Well, my way of doing things is to start busting down walls.

I don't want to be a "horror writer." I don't want to be a "psychological suspense writer," or a "mystery writer," or a "dark fantasy writer." As far as I am able, I want to destroy those walls of category that try to define what a person is and make him controllable. I don't want to be controllable. I want to be free, and by God I am going to be.

I am not shutting down, you see. By turning away from the strictly supernatural novel, I am walking into the real world. I will always have my own distinct voice and my own way of looking at things.
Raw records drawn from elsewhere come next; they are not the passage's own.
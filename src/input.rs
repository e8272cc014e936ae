//! Host list input

use crate::error::{AppError, ErrorContext, Result};
use std::io::Read;
use std::path::{Path, PathBuf};

/// Where the host list comes from
#[derive(Debug, Clone, PartialEq, Eq)]
pub enum HostSource {
    Stdin,
    File(PathBuf),
}

impl HostSource {
    /// `-` or an empty string selects standard input
    pub fn from_arg(arg: &str) -> Self {
        let arg = arg.trim();
        if arg.is_empty() || arg == crate::defaults::STDIN_MARKER {
            Self::Stdin
        } else {
            Self::File(PathBuf::from(arg))
        }
    }

    pub fn describe(&self) -> String {
        match self {
            Self::Stdin => "<stdin>".to_string(),
            Self::File(path) => path.display().to_string(),
        }
    }
}

/// Split text into host names on any whitespace, keeping order
pub fn parse_hosts(text: &str) -> Result<Vec<String>> {
    let hosts: Vec<String> = text.split_whitespace().map(str::to_string).collect();
    if hosts.is_empty() {
        return Err(AppError::input("no hosts found"));
    }
    Ok(hosts)
}

/// Read the whole source and return its host names
pub fn read_hosts(source: &HostSource) -> Result<Vec<String>> {
    let text = match source {
        HostSource::Stdin => {
            let mut buf = String::new();
            std::io::stdin()
                .read_to_string(&mut buf)
                .with_context(|| format!("read {:?}", source.describe()))?;
            buf
        }
        HostSource::File(path) => read_file(path)?,
    };

    parse_hosts(&text)
}

fn read_file(path: &Path) -> Result<String> {
    std::fs::read_to_string(path).with_context(|| format!("read {:?}", path.display().to_string()))
}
I will always be a kid at heart and I will probably never be as good a writer as I would like to be, but I must walk my own path. I have to. Where I'm going to go I'm not sure, but I do know this: it's going to be one hell of a terrific trip. Because look at all those roads that lead out of the graveyard and into the realm of life. There are so many of them, and so many choices! And that sun is so bright, and those hills are so green! And there are things to be seen and learned, and stories to be written there, away from the shadows of the tombstones.

That's where I'm headed now. I hope you'll go with me. If not, not. I understand. But I have to put the demons, ghosts, and vampires away in their boxes and I have to go somewhere else. It sure is a big world, beyond the door of the house on haunted hill. That's where I have to go.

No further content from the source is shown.